IN THE COURT OF APPEALS OF TENNESSEE
AT JACKSON
Assigned on Briefs August 28, 2002
STATE OF TENNESSEE EX REL. THE COMMISSIONER OF THE
DEPARTMENT OF TRANSPORTATION
v.
TOMMIE GOODWIN AND ARLENE GOODWIN
An Appeal from the Circuit Court for Gibson County
No. 7518 Clayburn L. Peeples, Judge
No. W2002-00391-COA-R3-CV - Filed April 23, 2003
This is a condemnation case. The State filed a petition to condemn a portion of property owned by
the defendants for the improvement of a highway. The defendants did not challenge the State’s right
to condemn the property, but they asserted that the amount proffered by the State as payment for the
property was inadequate. After a jury trial, the jury returned a verdict of $13,500. The defendants
moved for a new trial or, in the alternative, for an additur. The trial court concluded that the jury’s
verdict did not adequately compensate the defendants for either their financial loss or the loss to their
business resulting from the condemnation, so it granted the motion for an additur, suggesting an
additur of $12,000. The State accepted the additur under protest and now appeals. We affirm,
finding that the trial court’s suggested additur did not constitute an impermissible award for lost
profits.
Tenn. R. App. P. 3 Appeal as of Right; Judgment of the Circuit Court is Affirmed
HOLLY KIRBY LILLARD, J., delivered the opinion of the court, in which W. FRANK CRAWFORD , P.J.,
W.S., and ALAN E. HIGHERS, J., joined.
Paul G. Summers, Attorney General & Reporter, and George G. Boyte, Jr., Assistant Attorney
General, Jackson, Tennessee, for the appellant, State of Tennessee ex rel. Commissioner of the
Department of Transportation.
Richard Gossum, Trenton, Tennessee, for the appellees, Tommie Goodwin and Arlene Goodwin.
OPINION
On June 10, 1998, the Petitioner/Appellant State of Tennessee, through the Commissioner
of the Tennessee Department of Transportation (“the State” or “TDOT”), filed a petition to condemn
a portion of property owned by the Respondent/Appellees Tommie Goodwin1 and his wife, Arlene
Goodwin (“the Goodwins”), in furtherance of a highway improvement project.2 The portion of the
Goodwins’ property at issue, approximately .092 acres, was situated alongside the highway and in
front of the Carrie Bell Manor motel and apartments, which was owned and operated by the
Goodwins.3 The State sought to relocate two utility poles onto the Goodwins’ property, which
necessitated the destruction of some landscaping and the relocation of a gazebo that was in front of
the motel.
Initially, the State sought to obtain the Goodwins’ property in fee simple. The State later
amended its petition to seek only a permanent utility easement on the property. Upon filing the
complaint, the State deposited $10,450 with the clerk of the trial court, asserting that this amount
was sufficient to cover the value of the land taken and incidental damages to the remainder. The
Goodwins did not challenge the State’s right to condemn the property. However, they objected to
the amount deposited by the State, claiming that $10,450 was grossly inadequate to fairly
compensate them for the damage done to their property.

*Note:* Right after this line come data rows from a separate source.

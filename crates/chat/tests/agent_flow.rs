use std::sync::{Arc, Mutex};
use std::time::Duration;

use async_trait::async_trait;
use axum::{extract::State, http::HeaderMap, routing::post, Json, Router};
use bridge::protocol::{CallToolResult, ToolInfo};
use chat::{ChatError, ChatModel, GeminiClient, ToolAgent, ToolBackend};
use serde_json::{json, Map, Value};
use tokio::net::TcpListener;

#[derive(Clone, Default)]
struct MockGemini {
    requests: Arc<Mutex<Vec<Value>>>,
    /// Keep asking for tools forever
    always_call: bool,
}

async fn generate(State(mock): State<MockGemini>, headers: HeaderMap, Json(body): Json<Value>) -> Json<Value> {
    assert_eq!(headers.get("x-goog-api-key").and_then(|v| v.to_str().ok()), Some("test-key"));
    mock.requests.lock().unwrap().push(body.clone());

    let answered = body["contents"]
        .as_array()
        .map(|cs| cs.iter().any(|c| c["parts"][0].get("functionResponse").is_some()))
        .unwrap_or(false);
    if body.get("tools").is_none() {
        return Json(json!({"candidates": [{"content": {"role": "model", "parts": [{"text": "Hello there"}]}}]}));
    }
    if answered && !mock.always_call {
        let last = body["contents"].as_array().and_then(|cs| cs.last()).cloned().unwrap_or_default();
        let result = &last["parts"][0]["functionResponse"]["response"]["result"];
        return Json(json!({"candidates": [{"content": {"role": "model", "parts": [{"text": format!("The result is {result}")}]}}]}));
    }
    Json(json!({"candidates": [{"content": {"role": "model", "parts": [
        {"functionCall": {"name": "multiply", "args": {"a": 3, "b": 5}}}
    ]}}]}))
}

async fn start_mock(mock: MockGemini) -> anyhow::Result<String> {
    let app = Router::new().route("/v1beta/models/:action", post(generate)).with_state(mock);
    let listener = TcpListener::bind((std::net::Ipv4Addr::LOCALHOST, 0)).await?;
    let addr = listener.local_addr()?;
    tokio::spawn(async move {
        let _ = axum::serve(listener, app).await;
    });
    Ok(format!("http://{}", addr))
}

#[derive(Default)]
struct FakeTools {
    calls: Mutex<Vec<(String, Map<String, Value>)>>,
}

#[async_trait]
impl ToolBackend for FakeTools {
    async fn list_tools(&self) -> Result<Vec<ToolInfo>, ChatError> {
        Ok(vec![ToolInfo {
            name: "multiply".into(),
            description: "Multiply two numbers.".into(),
            input_schema: json!({
                "type": "object",
                "properties": {"a": {"type": "number", "format": "double"}, "b": {"type": "number"}},
                "required": ["a", "b"]
            }),
        }])
    }

    async fn call_tool(&self, name: &str, args: Map<String, Value>) -> Result<CallToolResult, ChatError> {
        self.calls.lock().unwrap().push((name.to_string(), args));
        Ok(CallToolResult::text(r#"{"result":15.0,"operation":"multiplication","inputs":[3.0,5.0]}"#, false))
    }
}

fn client(base: &str) -> GeminiClient {
    GeminiClient::new(base, "gemini-2.0-flash", "test-key", 0.7, Duration::from_secs(5)).unwrap()
}

#[tokio::test]
async fn agent_runs_function_calls_until_text() -> anyhow::Result<()> {
    let mock = MockGemini::default();
    let base = start_mock(mock.clone()).await?;
    let gemini = client(&base);
    let tools = FakeTools::default();

    let answer = ToolAgent::new(&gemini, &tools, 0.0, 5).run("multiply two numbers 3 and 5").await?;
    assert_eq!(answer, "The result is 15.0");

    let calls = tools.calls.lock().unwrap();
    assert_eq!(calls.len(), 1);
    assert_eq!(calls[0].0, "multiply");
    assert_eq!(calls[0].1.get("b"), Some(&json!(5)));

    let requests = mock.requests.lock().unwrap();
    assert_eq!(requests.len(), 2);
    assert_eq!(requests[0]["generationConfig"]["temperature"], 0.0);
    assert_eq!(requests[0]["tools"][0]["functionDeclarations"][0]["name"], "multiply");
    // second turn replays the model's call before the tool result
    assert_eq!(requests[1]["contents"][1]["role"], "model");
    assert_eq!(requests[1]["contents"][2]["parts"][0]["functionResponse"]["name"], "multiply");
    Ok(())
}

#[tokio::test]
async fn agent_gives_up_after_max_rounds() -> anyhow::Result<()> {
    let mock = MockGemini { always_call: true, ..Default::default() };
    let base = start_mock(mock.clone()).await?;
    let gemini = client(&base);
    let tools = FakeTools::default();

    let err = ToolAgent::new(&gemini, &tools, 0.0, 2).run("loop").await.unwrap_err();
    assert!(matches!(err, ChatError::ToolRounds(2)));
    assert_eq!(tools.calls.lock().unwrap().len(), 2);
    Ok(())
}

#[tokio::test]
async fn plain_reply_uses_no_tools() -> anyhow::Result<()> {
    let mock = MockGemini::default();
    let base = start_mock(mock.clone()).await?;
    let gemini = client(&base);

    assert_eq!(gemini.reply("hi").await?, "Hello there");
    let requests = mock.requests.lock().unwrap();
    assert_eq!(requests[0]["generationConfig"]["temperature"].as_f64().map(|t| (t * 10.0).round()), Some(7.0));
    Ok(())
}

#[tokio::test]
async fn api_errors_surface_the_message() -> anyhow::Result<()> {
    let app = Router::new().route(
        "/v1beta/models/:action",
        post(|| async {
            (axum::http::StatusCode::BAD_REQUEST, Json(json!({"error": {"code": 400, "message": "API key not valid"}})))
        }),
    );
    let listener = TcpListener::bind((std::net::Ipv4Addr::LOCALHOST, 0)).await?;
    let addr = listener.local_addr()?;
    tokio::spawn(async move {
        let _ = axum::serve(listener, app).await;
    });

    let err = client(&format!("http://{addr}")).reply("hi").await.unwrap_err();
    match err {
        ChatError::Gemini { status, message } => {
            assert_eq!(status, 400);
            assert_eq!(message, "API key not valid");
        }
        other => panic!("unexpected error: {other}"),
    }
    Ok(())
}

On July 19, 2001, the matter was tried before a jury. The Goodwins proffered the testimony
of an expert real estate appraiser, Michael Deal, (“Deal”).4 Deal testified that the value of the
condemned property was $12,680, and that the damage to the remainder of the property was
$163,464, for a total estimated amount due of $176,144. To arrive at the $12,680 value of the
condemned property, Deal used a rate of $40,000 per acre multiplied by the acreage, .092 acres,
valuing the property itself at $3,702. Deal added to that the value of the gazebo that was moved
($2,850) and the landscaping ($6,128), for a total of $12,680. The $163,464 remainder damages
were calculated by multiplying the value of the property after the taking, which Deal valued at
$817,320, by a 20% rate of decrease in value. Deal arrived at the 20% rate of decrease by comparing
condemnation of the Goodwins’ property to a similar condemnation at the nearby Tennessee Motel.

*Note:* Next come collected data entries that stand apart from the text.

use std::{
    collections::BTreeMap,
    io::{ErrorKind, Write},
    path::{Path, PathBuf},
    sync::{Arc, OnceLock},
};

use dashmap::DashMap;
use tokio::{fs, sync::Mutex};
use tracing::{debug, warn};

use crate::errors::ServiceError;

/// Generic JSON file-backed key-value map store.
///
/// The file is the only state: every call reads the whole document and every
/// write rewrites it. A missing file reads as an empty map and is created on
/// the first write. Writes inside one process are serialized through a lock
/// shared by every handle on the same file, so two concurrent
/// load-mutate-save sequences cannot lose each other's updates. Nothing
/// guards against a second process writing the same file.
pub struct JsonMapStore<K, V> {
    file_path: PathBuf,
    write_lock: Arc<Mutex<()>>,
    _marker: std::marker::PhantomData<fn() -> (K, V)>,
}

/// One write lock per document, keyed by its absolute path.
fn document_lock(key: PathBuf) -> Arc<Mutex<()>> {
    static LOCKS: OnceLock<DashMap<PathBuf, Arc<Mutex<()>>>> = OnceLock::new();
    Arc::clone(&LOCKS.get_or_init(DashMap::new).entry(key).or_default())
}

fn parent_dir(path: &Path) -> &Path {
    path.parent().filter(|p| !p.as_os_str().is_empty()).unwrap_or(Path::new("."))
}

impl<K, V> JsonMapStore<K, V>
where
    K: Ord + serde::Serialize + serde::de::DeserializeOwned + Clone,
    V: serde::Serialize + serde::de::DeserializeOwned + Clone,
{
    /// Bind the store to a path. The parent directory is created if missing;
    /// the file itself is not touched until the first write.
    pub async fn new<P: Into<PathBuf>>(path: P) -> Result<Arc<Self>, ServiceError> {
        let file_path = path.into();
        let dir = parent_dir(&file_path);
        fs::create_dir_all(dir)
            .await
            .map_err(|e| ServiceError::persistence("create data directory", e))?;
        let key = match (fs::canonicalize(dir).await, file_path.file_name()) {
            (Ok(dir), Some(name)) => dir.join(name),
            _ => file_path.clone(),
        };
        Ok(Arc::new(Self { write_lock: document_lock(key), file_path, _marker: std::marker::PhantomData }))
    }

    pub fn path(&self) -> &Path {
        &self.file_path
    }

    /// Read the whole document.
    pub async fn load(&self) -> Result<BTreeMap<K, V>, ServiceError> {
        let bytes = match fs::read(&self.file_path).await {
            Ok(bytes) => bytes,
            Err(e) if e.kind() == ErrorKind::NotFound => return Ok(BTreeMap::new()),
            Err(e) => return Err(ServiceError::persistence("read store", e)),
        };
        serde_json::from_slice(&bytes).map_err(|e| {
            warn!(file = %self.file_path.display(), error = %e, "store document is corrupt");
            ServiceError::persistence("parse store", e)
        })
    }

    async fn save(&self, map: &BTreeMap<K, V>) -> Result<(), ServiceError> {
        let data = serde_json::to_vec_pretty(map).map_err(|e| ServiceError::persistence("serialize store", e))?;
        let dir = parent_dir(&self.file_path).to_path_buf();
        fs::create_dir_all(&dir)
            .await
            .map_err(|e| ServiceError::persistence("create data directory", e))?;

        // write a uniquely named sibling and rename it so readers never see a partial file
        let target = self.file_path.clone();
        tokio::task::spawn_blocking(move || write_atomically(&dir, &target, &data))
            .await
            .map_err(|e| ServiceError::persistence("write store", e))??;
        debug!(file = %self.file_path.display(), entries = map.len(), "store saved");
        Ok(())
    }

    /// List all entries as `(key, value)` pairs, ordered by key.
    pub async fn list(&self) -> Result<Vec<(K, V)>, ServiceError> {
        Ok(self.load().await?.into_iter().collect())
    }

    /// Get value by key.
    pub async fn get(&self, key: &K) -> Result<Option<V>, ServiceError> {
        Ok(self.load().await?.get(key).cloned())
    }

    /// Insert or replace a value by key and persist; returns the previous value.
    pub async fn insert(&self, key: K, value: V) -> Result<Option<V>, ServiceError> {
        self.update_map(|map| Ok(map.insert(key, value))).await
    }

    /// Remove a key and persist; returns whether it existed.
    /// Nothing is written when the key was absent.
    pub async fn remove(&self, key: &K) -> Result<bool, ServiceError> {
        let _guard = self.write_lock.lock().await;
        let mut map = self.load().await?;
        if map.remove(key).is_none() {
            return Ok(false);
        }
        self.save(&map).await?;
        Ok(true)
    }

    /// Apply a mutation to a freshly loaded map and persist it.
    /// If `f` fails nothing is written.
    pub async fn update_map<F, R>(&self, f: F) -> Result<R, ServiceError>
    where
        F: FnOnce(&mut BTreeMap<K, V>) -> Result<R, ServiceError>,
    {
        let _guard = self.write_lock.lock().await;
        let mut map = self.load().await?;
        let out = f(&mut map)?;
        self.save(&map).await?;
        Ok(out)
    }
}

fn write_atomically(dir: &Path, target: &Path, data: &[u8]) -> Result<(), ServiceError> {
    let mut prefix = std::ffi::OsString::from(".");
    if let Some(name) = target.file_name() {
        prefix.push(name);
        prefix.push(".");
    }
    let mut tmp = tempfile::Builder::new()
        .prefix(&prefix)
        .suffix(".tmp")
        .tempfile_in(dir)
        .map_err(|e| ServiceError::persistence("create temp file", e))?;
    tmp.write_all(data).map_err(|e| ServiceError::persistence("write store", e))?;
    tmp.as_file().sync_all().map_err(|e| ServiceError::persistence("sync store", e))?;
    tmp.persist(target).map_err(|e| ServiceError::persistence("replace store", e.error))?;
    Ok(())
}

In the case of the Tennessee Motel, the condemnation resulted an 18.9% decrease in the value of the
property. That decrease resulted because, when the highway expanded and a portion of the property
was condemned, the motel property was lower in elevation than the resulting roadway, and was in
closer proximity to the easement. Deal said that the condemnation of the Goodwins’ property was
similar to the Tennessee Motel because the edge of the easement was approximately twelve feet
1
To mmie Go odw in was the Mayor o f Trenton, T ennessee at the time of trial.
2
The pro ject related to the intersection o f United States H ighway 45W and S tate Ro ute 36 7.
3
The Good wins also lived at the Carrie B ell M anor and used it as their primary residence.
4
Deal is an experienced real estate appraiser, having been in the business for 27 years and having taught real
estate courses at a private real estate school in Nashville. The S tate did not challenge Deal’s cred entials.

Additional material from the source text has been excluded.